¾" wood board, at least 16"×26" You could go less than ¾" thick, but I wouldn’t suggest anything less than ¼".

1¼"×5½" wood plank, at least 14" long You could go less than 1¼" thick, but I wouldn’t suggest anything less than ½".

1"×1½" wood plank, at least 31" long

Female (16) and male (8) wire connection headers (optional) These will keep your components modular and will make testing much easier.


[R] Measuring tape

[S] Soldering iron and solder

[T] Wire stripper/cutter

[U] Hot glue gun unless you’re using epoxy

[V] Needlenose pliers


Dremel tool

Drill press or drill and vise

Radial saw or other type of saw

Table saw or router and fence




Time: A Weekend Complexity: Hard



Putting the circuits together is the most straightforward step in this project, and it will ease us into the rest.

1a. Split your RadioShack perf board into single squares, or if you’re using your own perf board, cut it into 2"×2" pieces.

1b. Collect and separate the parts needed to make each circuit: voltage trigger, transistor, trimpot, diode, 4,700μF capacitor, 1.0μF capacitor, motor, solar cell, a bit of wire, 2 female connection headers (optional), and a piece of perf board.

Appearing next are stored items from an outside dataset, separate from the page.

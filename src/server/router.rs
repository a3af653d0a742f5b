//! Exact-path request routing
//!
//! Routes are registered once at startup, keyed by method and the literal
//! request path. Dispatch is the single place where handler faults are
//! turned into responses.

use std::any::Any;
use std::collections::HashMap;
use std::panic::{AssertUnwindSafe, catch_unwind};

use serde::Serialize;
use tracing::{error, warn};

use crate::http::request::{Method, Request};
use crate::http::response::{Response, StatusCode};

/// Application logic for one method and path.
///
/// Receives the request and a fresh 200 response to fill in.
pub type Handler = Box<dyn Fn(&Request, Response) -> anyhow::Result<Response> + Send + Sync>;

/// JSON payload of every error response the router produces.
#[derive(Debug, Clone, PartialEq, Eq, Serialize)]
pub struct ErrorBody {
    pub error: String,
    pub message: String,
}

impl ErrorBody {
    pub fn new(status: StatusCode, message: impl Into<String>) -> Self {
        Self {
            error: status.reason_phrase().to_string(),
            message: message.into(),
        }
    }

    /// Builds the error response for `status` carrying this body.
    pub fn into_response(self, status: StatusCode) -> Response {
        match Response::new(status).json(&self) {
            Ok(response) => response,
            Err(_) => Response::new(status).text(self.message),
        }
    }
}

/// Route table: method, then exact path, to handler.
pub struct Router {
    routes: HashMap<Method, HashMap<String, Handler>>,
}

impl Default for Router {
    fn default() -> Self {
        Self::new()
    }
}

impl Router {
    /// Create a router with an empty table for every routable method.
    pub fn new() -> Self {
        let routes = [Method::GET, Method::POST, Method::PUT, Method::DELETE]
            .into_iter()
            .map(|method| (method, HashMap::new()))
            .collect();

        Self { routes }
    }

    /// Register `handler` for `method` and the exact `path`.
    ///
    /// Registering the same pair twice keeps the later handler.
    pub fn route<F>(&mut self, method: Method, path: &str, handler: F) -> &mut Self
    where
        F: Fn(&Request, Response) -> anyhow::Result<Response> + Send + Sync + 'static,
    {
        self.routes
            .entry(method)
            .or_default()
            .insert(path.to_string(), Box::new(handler));
        self
    }

    pub fn get<F>(&mut self, path: &str, handler: F) -> &mut Self
    where
        F: Fn(&Request, Response) -> anyhow::Result<Response> + Send + Sync + 'static,
    {
        self.route(Method::GET, path, handler)
    }

    pub fn post<F>(&mut self, path: &str, handler: F) -> &mut Self
    where
        F: Fn(&Request, Response) -> anyhow::Result<Response> + Send + Sync + 'static,
    {
        self.route(Method::POST, path, handler)
    }

    pub fn put<F>(&mut self, path: &str, handler: F) -> &mut Self
    where
        F: Fn(&Request, Response) -> anyhow::Result<Response> + Send + Sync + 'static,
    {
        self.route(Method::PUT, path, handler)
    }

    pub fn delete<F>(&mut self, path: &str, handler: F) -> &mut Self
    where
        F: Fn(&Request, Response) -> anyhow::Result<Response> + Send + Sync + 'static,
    {
        self.route(Method::DELETE, path, handler)
    }

    /// Number of registered routes across all methods.
    pub fn len(&self) -> usize {
        self.routes.values().map(HashMap::len).sum()
    }

    pub fn is_empty(&self) -> bool {
        self.len() == 0
    }

    /// Produce the response for `request`.
    ///
    /// Unknown methods get 405, unknown paths 404. A handler that returns an
    /// error or panics gets 500 with the fault's message.
    pub fn dispatch(&self, request: &Request) -> Response {
        let Some(table) = request
            .route_method()
            .and_then(|method| self.routes.get(&method))
        else {
            warn!(method = %request.method, path = %request.path, "Unsupported method");
            return ErrorBody::new(
                StatusCode::MethodNotAllowed,
                format!("Unsupported method: {}", request.method),
            )
            .into_response(StatusCode::MethodNotAllowed);
        };

        let Some(handler) = table.get(&request.path) else {
            warn!(method = %request.method, path = %request.path, "No route for path");
            return ErrorBody::new(
                StatusCode::NotFound,
                format!("Path not found: {}", request.path),
            )
            .into_response(StatusCode::NotFound);
        };

        let outcome = catch_unwind(AssertUnwindSafe(|| {
            handler(request, Response::new(StatusCode::Ok))
        }));

        let message = match outcome {
            Ok(Ok(response)) => return response,
            Ok(Err(e)) => e.to_string(),
            Err(payload) => panic_message(payload.as_ref()),
        };

        error!(
            method = %request.method,
            path = %request.path,
            error = %message,
            "Handler failed"
        );

        ErrorBody::new(StatusCode::InternalServerError, message)
            .into_response(StatusCode::InternalServerError)
    }
}

fn panic_message(payload: &(dyn Any + Send)) -> String {
    if let Some(s) = payload.downcast_ref::<&str>() {
        (*s).to_string()
    } else if let Some(s) = payload.downcast_ref::<String>() {
        s.clone()
    } else {
        "handler panicked".to_string()
    }
}
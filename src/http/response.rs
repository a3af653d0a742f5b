use std::time::SystemTime;

use serde::Serialize;

use crate::http::writer::serialize_response;

/// Protocol version written on every status line.
pub const HTTP_VERSION: &str = "HTTP/1.0";

pub const TEXT_PLAIN: &str = "text/plain; charset=utf-8";
pub const TEXT_HTML: &str = "text/html; charset=utf-8";
pub const APPLICATION_JSON: &str = "application/json; charset=utf-8";

/// HTTP status codes supported by the server.
///
/// Common HTTP status codes used in responses:
/// - `Ok` (200): Request successful
/// - `Created` (201): Resource created successfully
/// - `NoContent` (204): Successful request with no content
/// - `BadRequest` (400): Malformed request
/// - `NotFound` (404): Resource not found
/// - `MethodNotAllowed` (405): HTTP method not supported
/// - `InternalServerError` (500): Server error
///
/// Any other code is carried as `Other` and reported as "Unknown".
#[derive(Debug, Clone, Copy, PartialEq, Eq)]
pub enum StatusCode {
    /// 200 OK
    Ok,
    /// 201 Created
    Created,
    /// 204 No Content
    NoContent,
    /// 400 Bad Request
    BadRequest,
    /// 404 Not Found
    NotFound,
    /// 405 Method Not Allowed
    MethodNotAllowed,
    /// 500 Internal Server Error
    InternalServerError,
    /// A code without a known reason phrase
    Other(u16),
}

impl StatusCode {
    /// Returns the numeric HTTP status code.
    ///
    /// # Example
    ///
    /// ```
    /// # use plainhttp::http::response::StatusCode;
    /// assert_eq!(StatusCode::Ok.as_u16(), 200);
    /// assert_eq!(StatusCode::Other(418).as_u16(), 418);
    /// ```
    pub fn as_u16(&self) -> u16 {
        match self {
            StatusCode::Ok => 200,
            StatusCode::Created => 201,
            StatusCode::NoContent => 204,
            StatusCode::BadRequest => 400,
            StatusCode::NotFound => 404,
            StatusCode::MethodNotAllowed => 405,
            StatusCode::InternalServerError => 500,
            StatusCode::Other(code) => *code,
        }
    }

    /// Returns the standard HTTP reason phrase for this status code.
    ///
    /// # Example
    ///
    /// ```
    /// # use plainhttp::http::response::StatusCode;
    /// assert_eq!(StatusCode::NotFound.reason_phrase(), "Not Found");
    /// assert_eq!(StatusCode::Other(418).reason_phrase(), "Unknown");
    /// ```
    pub fn reason_phrase(&self) -> &'static str {
        match self {
            StatusCode::Ok => "OK",
            StatusCode::Created => "Created",
            StatusCode::NoContent => "No Content",
            StatusCode::BadRequest => "Bad Request",
            StatusCode::NotFound => "Not Found",
            StatusCode::MethodNotAllowed => "Method Not Allowed",
            StatusCode::InternalServerError => "Internal Server Error",
            StatusCode::Other(_) => "Unknown",
        }
    }
}

impl From<u16> for StatusCode {
    fn from(code: u16) -> Self {
        match code {
            200 => StatusCode::Ok,
            201 => StatusCode::Created,
            204 => StatusCode::NoContent,
            400 => StatusCode::BadRequest,
            404 => StatusCode::NotFound,
            405 => StatusCode::MethodNotAllowed,
            500 => StatusCode::InternalServerError,
            other => StatusCode::Other(other),
        }
    }
}

/// An HTTP/1.0 response under construction.
///
/// Every setter consumes and returns the response so calls chain. Headers
/// keep the order they were first set in; `Content-Length` and `Date` are
/// filled in when the response is serialized.
///
/// # Example
///
/// ```
/// # use plainhttp::http::response::{Response, StatusCode};
/// let response = Response::new(StatusCode::Created)
///     .header("X-Request-Id", "42")
///     .text("done");
///
/// assert_eq!(response.header_value("Content-Type"), Some("text/plain; charset=utf-8"));
/// ```
#[derive(Debug, Clone, PartialEq, Eq)]
pub struct Response {
    /// The HTTP status code
    pub status: StatusCode,
    /// HTTP headers in insertion order
    pub headers: Vec<(String, String)>,
    /// Response body
    pub body: String,
}

impl Default for Response {
    fn default() -> Self {
        Self::new(StatusCode::Ok)
    }
}

impl Response {
    /// Creates an empty response with the specified status code.
    pub fn new(status: impl Into<StatusCode>) -> Self {
        Self {
            status: status.into(),
            headers: Vec::new(),
            body: String::new(),
        }
    }

    /// Changes the status code (and with it the reason phrase).
    pub fn status(mut self, status: impl Into<StatusCode>) -> Self {
        self.status = status.into();
        self
    }

    /// Adds or replaces a header.
    ///
    /// # Arguments
    ///
    /// * `key` - Header name; an existing header of the same name (ignoring
    ///   ASCII case) is replaced where it stands
    /// * `value` - Header value
    ///
    /// # Example
    ///
    /// ```ignore
    /// response.header("Set-Cookie", "session=abc123; Path=/")
    ///     .header("Cache-Control", "no-cache")
    /// ```
    pub fn header(mut self, key: impl Into<String>, value: impl Into<String>) -> Self {
        self.set_header(key.into(), value.into());
        self
    }

    pub fn content_type(self, value: impl Into<String>) -> Self {
        self.header("Content-Type", value)
    }

    /// Sets a plain text body.
    pub fn text(mut self, body: impl Into<String>) -> Self {
        self.body = body.into();
        self.content_type(TEXT_PLAIN)
    }

    /// Sets an HTML body.
    pub fn html(mut self, body: impl Into<String>) -> Self {
        self.body = body.into();
        self.content_type(TEXT_HTML)
    }

    /// Serializes `data` as the JSON body.
    pub fn json<T: Serialize + ?Sized>(mut self, data: &T) -> Result<Self, serde_json::Error> {
        self.body = serde_json::to_string(data)?;
        Ok(self.content_type(APPLICATION_JSON))
    }

    /// Looks up a header that has been set, ignoring ASCII case.
    pub fn header_value(&self, key: &str) -> Option<&str> {
        self.headers
            .iter()
            .find(|(k, _)| k.eq_ignore_ascii_case(key))
            .map(|(_, v)| v.as_str())
    }

    /// Serializes with the `Date` header taken from `now`.
    pub fn serialize_at(&self, now: SystemTime) -> Vec<u8> {
        let mut finished = self.clone();
        // Byte length, not char count
        finished.set_header("Content-Length".to_string(), self.body.len().to_string());
        finished.set_header("Date".to_string(), httpdate::fmt_http_date(now));

        serialize_response(&finished)
    }

    /// Serializes the complete message as it goes on the wire.
    pub fn to_bytes(&self) -> Vec<u8> {
        self.serialize_at(SystemTime::now())
    }

    fn set_header(&mut self, key: String, value: String) {
        match self
            .headers
            .iter_mut()
            .find(|(k, _)| k.eq_ignore_ascii_case(&key))
        {
            Some(slot) => *slot = (key, value),
            None => self.headers.push((key, value)),
        }
    }
}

1c. Take one group of parts and solder a circuit together, following the Solarengine schematic at This can be a bit tricky but it’s good practice if you want to get better at electronics. I put the electrolytic capacitor and the trimpot at opposite ends, and included 2 female headers for connecting to the solar cell and motor at the edges.


1d. After you finish one of the circuit boards, solder wire leads onto the positive and negative terminals on the solar cell. If you’re using headers, solder male headers to the motor’s delicate leads (we don’t need these for the solar cell — the 22-gauge wire is thick enough).


1e. Test your first completed circuit board by taking it outside or putting the cell under a high-wattage incandescent bulb. You should see the motor move within 10 seconds. A compact fluorescent bulb or heavy-duty flashlight will probably also work but will take longer, and you might begin to think something is wrong with your circuit.


1f. If it doesn’t work, adjust the trimpot using a screwdriver, by turning it all the way in one direction or the other. This controls the efficiency of the circuit, allowing more electricity to reach the capacitor, and thus, adjusting the timing of the motor. One side of the trimpot resists all the electricity while the other resists none.


1g. The circuit works correctly if the motor periodically turns about 60° and then quickly resets itself. If it works, pat yourself on the back, call up your friends for help, and build 7 more just like it (or however many your project calls for). Otherwise, check your solder connections, review the circuit, and use a multimeter on the solar cell and 4,700μF capacitor to see if electricity is flowing. Lastly, ask a friend to review the circuit.


I used a radial saw for cutting the wood and a table saw to put in some long grooves, but you can use other tools.

2a. Cut 2 pieces of 1" plywood to 5½"×15¼" each. These pieces will make the platforms that the mallet and motor mechanisms rest on.


2b. Cut 4 pieces of the 1¼" wood to 35"×5½". These will be the legs that support the mallet platforms above the xylophone.


2c. Cut 1 piece of ¾" wood to 16"×25¾". This is the largest piece of wood and will support the entire structure.


2d. Take the 1"×1½" wood plank and cut 2 pieces 15¼" long each.

2e. This is the tricky part. Now we’ll need to put a ½"-deep cut along the entire 1" edge of each 1"×1½" piece. A table saw is perfect for this. Place each piece on the table with the narrow edge down, adjust the fence so that the blade is centered on the wood, and run it all the way through the piece. Repeat for the second piece.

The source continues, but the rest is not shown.